À la veille de la Journée nationale du vélo (8 mai), le ministre des Infrastructures a annoncé le plan national pour cinq itinéraires cyclables : outre le Grande Raccordo Anulare (Grand périphérique romain), les quelque 600 kilomètres le long du Pô ( Venise-Turin) , la piste cyclable de l’aqueduc des Pouilles, la Ciclovia del Sole (Route cyclable du Soleil) et le périphérique de Garde. Ce réseau, s’il est effectivement mis en œuvre, marquera l’intégration définitive du vélo dans la mobilité urbaine et périurbaine et réduira l’écart considérable qui nous sépare, à cet égard, du reste de l’Europe . « Pour nous, il s’agit d’une infrastructure stratégique, d’intérêt national, d’une valeur encore plus grande que les routes ordinaires », affirme M. Delrio. Le ministre connaît les chiffres et sait pertinemment que le cyclotourisme, secteur dans lequel l’Italie est quasiment absente, génère 44 milliards d’euros par an en Europe. En matière de mobilité douce, Rome compte 29 stations de vélos en libre-service et Paris 1 202.

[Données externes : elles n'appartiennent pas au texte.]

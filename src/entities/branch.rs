//! Branch entity type - a physical service location

use chrono::{DateTime, Utc};
use serde::{Deserialize, Serialize};

use crate::core::entity::Entity;
use crate::core::identity::{EntityId, EntityPrefix};

/// A Branch entity
#[derive(Debug, Clone, PartialEq, Serialize, Deserialize)]
pub struct Branch {
    /// Unique identifier
    pub id: EntityId,

    /// Branch name
    pub name: String,

    /// Street address
    pub address: String,

    /// Contact phone
    pub phone: String,

    /// Person in charge
    #[serde(default, skip_serializing_if = "Option::is_none")]
    pub manager: Option<String>,

    /// Creation timestamp
    pub created: DateTime<Utc>,
}

impl Entity for Branch {
    const PREFIX: EntityPrefix = EntityPrefix::Brn;

    fn id(&self) -> &EntityId {
        &self.id
    }

    fn title(&self) -> &str {
        &self.name
    }

    fn created(&self) -> DateTime<Utc> {
        self.created
    }
}
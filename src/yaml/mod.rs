//! YAML parsing and error handling

pub mod diagnostics;
pub mod parser;

pub use diagnostics::{YamlError, YamlSyntaxError};
pub use parser::{parse_document, parse_yaml};
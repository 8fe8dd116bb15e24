//! `sawtrack report` command - Dashboard and exports

use std::path::PathBuf;

use chrono::Local;
use clap::Subcommand;
use console::style;
use miette::Result;
use tabled::builder::Builder;
use tabled::settings::Style;

use crate::cli::helpers::Workspace;
use crate::cli::output::{effective_format, print_structured};
use crate::cli::{GlobalOpts, OutputFormat};
use crate::core::dashboard::Dashboard;
use crate::core::export;

#[derive(Subcommand, Debug)]
pub enum ReportCommands {
    /// Show the dashboard
    Show,

    /// Write the Markdown and CSV reports
    Export(ExportArgs),
}

#[derive(clap::Args, Debug)]
pub struct ExportArgs {
    /// Output directory (default: config report_dir, else current directory)
    #[arg(long, short = 'o')]
    pub out_dir: Option<PathBuf>,
}

/// Widest histogram bar
const BAR_WIDTH: usize = 30;

pub fn run(cmd: ReportCommands, global: &GlobalOpts) -> Result<()> {
    match cmd {
        ReportCommands::Show => run_show(global),
        ReportCommands::Export(args) => run_export(args, global),
    }
}

fn load_dashboard(ws: &Workspace) -> Result<Dashboard> {
    ws.session()?;
    Ok(Dashboard::load(&ws.store, Local::now().fixed_offset())?)
}

fn run_show(global: &GlobalOpts) -> Result<()> {
    let ws = Workspace::open()?;
    let dashboard = load_dashboard(&ws)?;

    let format = effective_format(global.format, true);
    if print_structured(&dashboard, format)? {
        return Ok(());
    }
    if format == OutputFormat::Csv {
        print!("{}", export::render_csv(&dashboard)?);
        return Ok(());
    }

    let s = &dashboard.summary;
    println!("{}", style("Sharpening Report").bold());
    println!("Date: {}", dashboard.date_stamp());
    println!();
    println!(
        "{}",
        two_column(
            ("Metric", "Value"),
            [
                ("Total blades", s.total_blades),
                ("Terminal blades", s.terminal_blades),
                ("Open blades", s.open_blades),
                ("Total sharpenings", s.total_events),
                ("Branches", s.total_branches),
            ]
            .iter()
            .map(|(k, v)| (k.to_string(), v.to_string())),
        )
    );

    println!();
    println!("{}", style("Sharpenings by branch").bold());
    println!(
        "{}",
        two_column(
            ("Branch", "Sharpenings"),
            dashboard
                .by_branch
                .iter()
                .map(|b| (b.name.clone(), b.count.to_string())),
        )
    );

    println!();
    println!("{}", style("Sharpenings by kind").bold());
    if dashboard.by_kind.is_empty() {
        println!("  No sharpenings recorded.");
    } else {
        println!(
            "{}",
            two_column(
                ("Kind", "Sharpenings"),
                dashboard
                    .by_kind
                    .iter()
                    .map(|k| (k.kind.to_string(), k.count.to_string())),
            )
        );
    }

    println!();
    println!("{}", style(format!("Last {} months", dashboard.monthly.len())).bold());
    let peak = dashboard.monthly.iter().map(|m| m.count).max().unwrap_or(0);
    let label_width = dashboard
        .monthly
        .iter()
        .map(|m| m.label.chars().count())
        .max()
        .unwrap_or(0);
    for month in &dashboard.monthly {
        println!(
            "  {:<width$}  {:>4}  {}",
            month.label,
            month.count,
            style(bar(month.count, peak)).cyan(),
            width = label_width
        );
    }
    Ok(())
}

fn run_export(args: ExportArgs, global: &GlobalOpts) -> Result<()> {
    let ws = Workspace::open()?;
    let dashboard = load_dashboard(&ws)?;
    let dir = args.out_dir.unwrap_or_else(|| ws.config.report_dir());

    let files = export::export(&dashboard, &dir)?;

    match global.format {
        OutputFormat::Id => {
            println!("{}", files.markdown.display());
            println!("{}", files.csv.display());
        }
        _ if global.quiet => {}
        _ => {
            println!("{} Exported report", style("✓").green());
            println!("  {}", style(files.markdown.display()).cyan());
            println!("  {}", style(files.csv.display()).cyan());
        }
    }
    Ok(())
}

fn two_column(header: (&str, &str), rows: impl Iterator<Item = (String, String)>) -> String {
    let mut builder = Builder::default();
    builder.push_record([header.0.to_string(), header.1.to_string()]);
    for (a, b) in rows {
        builder.push_record([a, b]);
    }
    let mut table = builder.build();
    table.with(Style::sharp());
    table.to_string()
}

/// Histogram bar scaled against the busiest month
fn bar(count: usize, peak: usize) -> String {
    if peak == 0 || count == 0 {
        return String::new();
    }
    let width = (count * BAR_WIDTH).div_ceil(peak).max(1);
    "█".repeat(width)
}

L'UTILISATION DU VÉLO EN EUROPE –

Actuellement, en Allemagne, sans parler des pays scandinaves habituels, on compte 40 000 kilomètres de pistes cyclables , soit trente fois plus qu'en Italie. De plus, les 20 premiers kilomètres de l'autoroute de la Ruhr (180 kilomètres) sont déjà en service, permettant aux cyclistes de traverser les principaux centres industriels du pays . Mais ce n'est pas tout. Malgré les nombreux maires qui se sont contentés de promouvoir le vélo, sans intervention concrète et significative autre que la piétonisation, notre pays déplore encore 250 décès par an dans des accidents impliquant des cyclistes percutés par des voitures et des camions. Un véritable massacre, qui confirme combien il reste risqué de se déplacer à vélo, en ville comme à la campagne.

PAR APPROFONDIRE: En Allemagne, l'autoroute est réservée aux vélos ; en Italie, 249 cyclistes meurent chaque année.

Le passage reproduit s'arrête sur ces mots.